Der Unterschied zwischen Beschreibung aus Anschauung und Beschreibung ohne Anschauung ist der zwischen Beschreibung aufgrund von Hören-Sagen und Beschreibung aufgrund von direktem Sichtkontakt. Beschreibungen erhalten also ihre Bindung an die Sache durch die Anschauung. Das Prinzip aller Prinzipien besagt daher unter anderem, dass ein Satz, der genau beschreibt, was gegeben ist (und auch nicht mehr), sein gutes Recht hat – auch, weil jeder Einwand dagegen nur wieder auf das zurückgehen kann, was wirklich gegeben ist, wenn er nicht leer sein will.

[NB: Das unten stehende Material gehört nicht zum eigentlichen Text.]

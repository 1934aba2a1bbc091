//! Error types for the threadmill crate.

use std::time::Duration;

/// Result type alias for threadmill operations.
pub type Result<T> = std::result::Result<T, Error>;

/// Errors that can occur while configuring or driving a pool.
#[derive(Debug, thiserror::Error)]
pub enum Error {
    /// Configuration error
    #[error("configuration error: {0}")]
    Config(String),

    /// The task was dropped before it ran, e.g. because its pool was
    /// released with the task still queued.
    #[error("task cancelled before completion")]
    Cancelled,

    /// The task function panicked; the payload message is preserved.
    #[error("task panicked: {0}")]
    TaskPanicked(String),

    /// A bounded wait on a completion handle ran out of time.
    #[error("timed out after {0:?} waiting for task result")]
    Timeout(Duration),
}

impl Error {
    /// Create a config error
    pub fn config<S: Into<String>>(msg: S) -> Self {
        Error::Config(msg.into())
    }

    /// Create a task panic error
    pub fn task_panicked<S: Into<String>>(msg: S) -> Self {
        Error::TaskPanicked(msg.into())
    }

    /// True for outcomes produced by the task itself rather than the
    /// engine: a captured panic or a cancellation.
    pub fn is_task_fault(&self) -> bool {
        matches!(self, Error::TaskPanicked(_) | Error::Cancelled)
    }
}
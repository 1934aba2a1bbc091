//! threadmill - an elastic thread pool with pluggable ordering policies.
//!
//! Callers wrap work into [`Task`]s, submit them to a [`ThreadPool`], and
//! await the outcome through the returned [`TaskHandle`]. A dynamic set of
//! worker threads drains one shared [`TaskQueue`] whose dequeue order is
//! fixed at construction: first-in-first-out, last-in-first-out,
//! priority-ordered, or randomized.
//!
//! # Quick Start
//!
//! ```no_run
//! use threadmill::prelude::*;
//!
//! let pool: ThreadPool<i32> = ThreadPool::builder()
//!     .policy(TaskPolicy::Fifo)
//!     .max_workers(8)
//!     .init_workers(2)
//!     .build()
//!     .unwrap();
//!
//! let handle = pool.emplace(|| 21 * 2);
//! assert_eq!(handle.wait().unwrap(), 42);
//!
//! // Grow under load, shrink when idle.
//! pool.resize_workers(8);
//! pool.resize_workers(1);
//! ```
//!
//! # Features
//!
//! - **Ordering policies**: FIFO, LIFO, stable priority, randomized
//! - **Elastic worker set**: clamped resizing with worker reuse
//! - **Cooperative cancellation**: a retired worker finishes its task first
//! - **Captured failures**: a panicking task resolves its handle, never
//!   the worker
//! - **Presets**: `common`, `cpu_bound`, `io_bound`, `time_bound`

#![warn(missing_docs, missing_debug_implementations)]

pub mod config;
pub mod error;
pub mod executor;
pub mod prelude;

pub use config::{PoolConfig, TaskPolicy};
pub use error::{Error, Result};
pub use executor::{
    PoolReport, Task, TaskHandle, TaskQueue, ThreadPool, ThreadPoolBuilder, Worker, WorkerStatus,
};

#[cfg(test)]
mod tests {
    use super::*;

    #[test]
    fn smoke_submit_and_wait() {
        let pool: ThreadPool<i32> = ThreadPool::builder()
            .max_workers(2)
            .init_workers(1)
            .build()
            .unwrap();

        let handle = pool.emplace(|| 1 + 1);
        assert_eq!(handle.wait().unwrap(), 2);
    }

    #[test]
    fn smoke_all_policies() {
        for policy in [
            TaskPolicy::Fifo,
            TaskPolicy::Lifo,
            TaskPolicy::Prio,
            TaskPolicy::Rand,
        ] {
            let pool: ThreadPool<usize> = ThreadPool::builder()
                .policy(policy)
                .max_workers(2)
                .init_workers(2)
                .build()
                .unwrap();

            let handles: Vec<_> = (0..16).map(|i| pool.emplace(move || i)).collect();
            let mut results: Vec<_> = handles.into_iter().map(|h| h.wait().unwrap()).collect();
            results.sort_unstable();
            assert_eq!(results, (0..16).collect::<Vec<_>>());
        }
    }

    #[test]
    fn smoke_prelude() {
        use crate::prelude::*;

        let queue: TaskQueue<()> = TaskQueue::new(TaskPolicy::Lifo);
        assert!(queue.is_empty());
    }
}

Aber was ist mit dem Prinzip aller Prinzipien selbst? Es ist offensichtlich kein Axiom, aus dem weitere wahre Sätze abgeleitet werden, und auch keine Methode; die Anweisung, die sich daraus in gewissem Sinne ergibt, wäre eben höchstens „schau auf die Sachen selbst und beschreibe sie umsichtig“. Es ist vielmehr selbst eine Beschreibung, nämlich vom Zusammenhang zwischen Beschreibung und Anschauung (vgl. Keiling 2013).
Husserl sagt deutlich, die Anschauung sei „eine“ Rechtsquelle der Erkenntnis, nicht die einzige. Außerdem ist Husserl Prinzipienbegriff sehr speziell. Husserl liefert uns also keine abschließende Antwort auf die Frage, welches Kriterium uns erlaubt, etwas gültig als Prinzip auszuzeichnen. Trotzdem können wir von ihm den Gedanken aufnehmen, dass eine (!) Möglichkeit, etwas als Prinzip auszuweisen, in der vorsichtigen Beschreibung des Gegebenen beruht. Wenn also etwa „das Absolute“, „Gott“ oder „das Eine“ in Aussagen vorkommen, die „durch bloße Explikation“ etwas Gegebenes zum Ausdruck bringen, d.h. bestimmte fundamentale Verhältnisse evident beschreiben, dann haben sie offenbar prinzipielle Bedeutung im doppelten Sinn: mit ihnen sind Grundstrukturen angesprochen (1), und zwar so, dass wir damit etwas anfangen können (2).
Ob solche Evidenzen tatsächlich vorliegen oder nicht, darüber lässt sich trefflich streiten, und zwar schul- und traditionsübergreifend – jedenfalls, solange wir die Sache nicht aus dem Blick verlieren.
- Husserl, Edmund: Husserliana III. Ideen zu einer reinen Phänomenologie und phänomenologischen Philosophie. Volume I. ed. Karl Schuhmann, 1976.
- Keiling, Tobias: „Phänomenologische Freiheit in Husserls Ideen“, in: Diego D’Angelo, Sylvaine Gourdain, Tobias Keiling, Nikola Mirković (Hrsg.): Frei sein, frei handeln : Freiheit zwischen theoretischer und praktischer Philosophie. Freiburg/München: Verlag Karl-Alber, 2013, S. 243-271.